THE LONG, HOT SUMMER

1956: Release of Elvis Presley’s first LP, Pollock’s real-fake suicide, in Tokyo, Tanaka Atsuko wears a dazzling dress made of light bulbs and fluorescent tubes during one of Gutai’s first interventions, ”Lust for Life” hits the screen, Minelli writes a flamboyant biography of Van Gogh that forever shapes the image of this artistic genius in the collective mind. Alan Bermowitz is 18, an age that seems to count a bit more than the others.

Alan Vega, aka Alan Bermowitz, later said that the piles of bulbs and electric wires that revealed him to the art world at the beginning of the 1970s was like the icebreaker of the New York school and that he forgot what it brought to painting. It is true that his installations scattered on the floor are based on a bodily approach and an organic look that entirely distinguishs them from the post-dada accumulations, and brings them closer to the “eccentric abstraction”- coined by Lucy Lippard in reference to a specific post-minimal movement.

Later came: the cruciform objects –not to say the word “crucifix”– and various assemblings with found images –to avoid the word icons– with a pronounced taste for boxing figures: a sort of mix between Peter Blake and Ray Johnson. Vega was neither behind nor ahead of art history. Actually, he probably regarded it with some indifference, as he started protesting with the art workers before even thinking about making a living. At the biggest looser game he was truly unbeatable, fighting to keep the bond between being both brilliant and broke.

Perfectly in tune with his time, and unlike the post-Dadaists who clung to the “beauty of indifference”, he was moved by an excessive empathy that instilled the many stories behind his crosses and charms: from his fascination for black boxers and their anger to the terror inspired by the marmoreal beauty of the Wehrmacht soldiers. Titles like “Dachau”, a suburb of Munich, and “Buchenwald”, a suburb of Weimar, shows that Vega also knew how to choose sides. This electric appropriation of beauties and tragedies with whatever was at hand or in the street, bulbs in bulk traded for the gold of the Pop church or that of the minimalist temple, was a bit like cheap mass Vega-style. Heaven and hell tangled and crossed since the crossroad of the blues also shaped a spiritual road and that Vega’s assemblings might contain pieces of the true cross.

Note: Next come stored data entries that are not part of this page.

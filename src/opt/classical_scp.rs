//! Classical (non-SSA) constant propagation via reaching definitions
//! (`spec.md` §4.7).
//!
//! A two-stage analysis: stage 1 is a standard forward reaching-definitions
//! dataflow fixed point (a "definition" is a `(variable, defining MOVE)`
//! pair; a use with no reaching definition is implicitly an argument value
//! flowing from `ENTER`, and is never constant). Stage 2 repeatedly
//! substitutes uses whose reaching definitions all agree on one constant,
//! and folds instructions whose operands have all become constant, without
//! erasing them — that is DCE's job (§4.8), run after this pass.

use crate::ir::{BlockID, Function, InstID, LocalID, Opcode, Operand};
use std::collections::{HashMap, HashSet};

type Def = (LocalID, InstID);

/// Runs reaching-definitions constant propagation on a non-SSA function.
pub fn propagate(func: &mut Function) {
    let (gen, kill) = build_gen_kill(func);
    let in_sets = reaching_definitions(func, &gen, &kill);
    let substitutions = fold_to_fixpoint(func, &in_sets);
    log::debug!("classical constant propagation substituted {substitutions} operand(s)");
}

fn build_gen_kill(func: &Function) -> (HashMap<BlockID, HashSet<Def>>, HashMap<BlockID, HashSet<Def>>) {
    let mut all_defs_by_var: HashMap<LocalID, Vec<InstID>> = HashMap::new();
    for &b in &func.blocks {
        for &inst_id in &func.block(b).insts {
            if let Some(local) = func.inst(inst_id).move_dest_local() {
                all_defs_by_var.entry(local).or_default().push(inst_id);
            }
        }
    }

    let mut gen = HashMap::new();
    let mut kill = HashMap::new();
    for &b in &func.blocks {
        let mut last_move: HashMap<LocalID, InstID> = HashMap::new();
        for &inst_id in &func.block(b).insts {
            if let Some(local) = func.inst(inst_id).move_dest_local() {
                last_move.insert(local, inst_id);
            }
        }
        let gen_b: HashSet<Def> = last_move.iter().map(|(&v, &d)| (v, d)).collect();
        let mut kill_b: HashSet<Def> = HashSet::new();
        for (&v, &surviving) in &last_move {
            for &d in &all_defs_by_var[&v] {
                if d != surviving {
                    kill_b.insert((v, d));
                }
            }
        }
        gen.insert(b, gen_b);
        kill.insert(b, kill_b);
    }
    (gen, kill)
}

fn reaching_definitions(
    func: &Function,
    gen: &HashMap<BlockID, HashSet<Def>>,
    kill: &HashMap<BlockID, HashSet<Def>>,
) -> HashMap<BlockID, HashSet<Def>> {
    let mut in_sets: HashMap<BlockID, HashSet<Def>> = func.blocks.iter().map(|&b| (b, HashSet::new())).collect();
    let mut out_sets: HashMap<BlockID, HashSet<Def>> = func.blocks.iter().map(|&b| (b, HashSet::new())).collect();

    let mut changed = true;
    let mut rounds = 0;
    while changed {
        changed = false;
        rounds += 1;
        for &b in &func.blocks {
            let mut new_in: HashSet<Def> = HashSet::new();
            for &p in &func.block(b).preds {
                new_in.extend(out_sets[&p].iter().copied());
            }
            if new_in != in_sets[&b] {
                in_sets.insert(b, new_in);
                changed = true;
            }
            let mut new_out = gen[&b].clone();
            for d in &in_sets[&b] {
                if !kill[&b].contains(d) {
                    new_out.insert(*d);
                }
            }
            if new_out != out_sets[&b] {
                out_sets.insert(b, new_out);
                changed = true;
            }
        }
    }
    log::debug!("reaching definitions converged after {rounds} round(s)");
    in_sets
}

fn fold_to_fixpoint(func: &mut Function, in_sets: &HashMap<BlockID, HashSet<Def>>) -> usize {
    let mut const_of_def: HashMap<InstID, i64> = HashMap::new();
    let mut substitutions = 0;
    let mut changed = true;
    while changed {
        changed = false;
        for &b in &func.blocks.clone() {
            let mut reaching: HashMap<LocalID, HashSet<InstID>> = HashMap::new();
            for &(v, d) in &in_sets[&b] {
                reaching.entry(v).or_default().insert(d);
            }

            for &inst_id in &func.block(b).insts.clone() {
                let opcode = func.inst(inst_id).opcode;
                if opcode == Opcode::Nop {
                    continue;
                }
                let arity = func.inst(inst_id).operands.len();
                let is_move = opcode == Opcode::Move;

                for slot in 0..arity {
                    if is_move && slot == 1 {
                        continue;
                    }
                    let op = func.inst(inst_id).operand(slot).cloned().unwrap();
                    let replacement = match op {
                        Operand::Local { id, .. } => reaching.get(&id).and_then(|defs| {
                            if defs.is_empty() {
                                return None;
                            }
                            let mut vals = defs.iter().map(|d| const_of_def.get(d).copied());
                            let first = vals.next().flatten()?;
                            vals.all(|v| v == Some(first)).then_some(first)
                        }),
                        Operand::Reg(r) => const_of_def.get(&r).copied(),
                        _ => None,
                    };
                    if let Some(val) = replacement {
                        if func.inst(inst_id).operand(slot).and_then(Operand::as_const) != Some(val) {
                            *func.inst_mut(inst_id).operand_mut(slot).unwrap() = Operand::const_value(val);
                            changed = true;
                            substitutions += 1;
                        }
                    }
                }

                if is_foldable(opcode) {
                    let rhs_slots: &[usize] = if is_move { &[0] } else { &[0, 1] };
                    let rhs_slots = &rhs_slots[..arity.min(rhs_slots.len())];
                    let vals: Option<Vec<i64>> = rhs_slots
                        .iter()
                        .map(|&s| func.inst(inst_id).operand(s).and_then(Operand::as_const))
                        .collect();
                    if let Some(vals) = vals {
                        if let Some(result) = fold(opcode, &vals) {
                            if const_of_def.get(&inst_id) != Some(&result) {
                                const_of_def.insert(inst_id, result);
                                changed = true;
                            }
                        }
                    }
                }

                if let Some(local) = func.inst(inst_id).move_dest_local() {
                    reaching.insert(local, HashSet::from([inst_id]));
                }
            }
        }
    }
    substitutions
}

fn is_foldable(op: Opcode) -> bool {
    use Opcode::*;
    matches!(op, Add | Sub | Mul | Div | Mod | Neg | CmpEq | CmpLe | CmpLt | Move)
}

fn fold(op: Opcode, vals: &[i64]) -> Option<i64> {
    use Opcode::*;
    Some(match op {
        Add => vals[0].wrapping_add(vals[1]),
        Sub => vals[0].wrapping_sub(vals[1]),
        Mul => vals[0].wrapping_mul(vals[1]),
        Div => {
            if vals[1] == 0 {
                return None;
            }
            vals[0].wrapping_div(vals[1])
        }
        Mod => {
            if vals[1] == 0 {
                return None;
            }
            vals[0].wrapping_rem(vals[1])
        }
        Neg => vals[0].wrapping_neg(),
        CmpEq => (vals[0] == vals[1]) as i64,
        CmpLe => (vals[0] <= vals[1]) as i64,
        CmpLt => (vals[0] < vals[1]) as i64,
        Move => vals[0],
        _ => return None,
    })
}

While the queens and kings of contemporary art made up stories and performances to back up their objects, ut pictura praxis, Vega made sure that Suicide, the quintessence and greatest story behind (or before) his art, overshadowed it. A duo that will forever embody the spirit and integrity of rock music -the devil’s song- yet played without guitars or drums as if to say no to two-part rhythm. Punk was a story of resurrection and fervor: the fervor we feel when listening to the laments in Frankie Teardrop or 96 Tears, which might have us believe that this performing artist had the “gift of tears” spoken in the gospel. It was not before Felix Gonzalez-Torres that another artist used cheap lights to tell intimate tragedies and represent glorious bodies next to a Eucharist in golden papers. 

Aren’t Alan Vega’s illuminations a secret link between Flavin and Gonzalez-Torres? His late drawings and paintings look like a strange come back to existentialist painting. Star seems like the masterpiece of the series, announcing the shining disappearance of his avatar.

Todd Bienvenu’s painting repeatedly and explicitly quotes Max Beckmann, this modern medieval struck down in the middle of Central Park on his way back from the Metropolitan to check the display of one of his self-portraits. As if he had found a kindred spirit to share his childmind and sense of grotesque with. In Bienvenu’s teatrino where space and the canvas plane become one, tiny and thickly brushed characters interact with merely sketched ghostly figurines, objects from his studio and street scenes usually seen on Instagram (Oh, a biker! Oh, a nocturnal view of Manhattan!). His work praises our dreadful daily life all the while challenging the codes of representation and the painter’s work, with a bit of allegorizing. For example, we see a computer screen that reads REC while the couple staging appears as a mere super-flat black stain, faker than the mirror reflections in a bar at Folies Bergères. This swiftness and edge only painting allows captures our marvelous yet appalling era. And when Bienvenu wants to mock the deep reflections on computer-assisted sexuality or over-ambitious and driven art, he goes straight to the point, which he sometimes likes to impaste as if to highlight his craft. Another bacchanalia on the wall of the bar where his poor hero of the night is spitting a monstrous green spurt, probably a blend of alcohol and liquor.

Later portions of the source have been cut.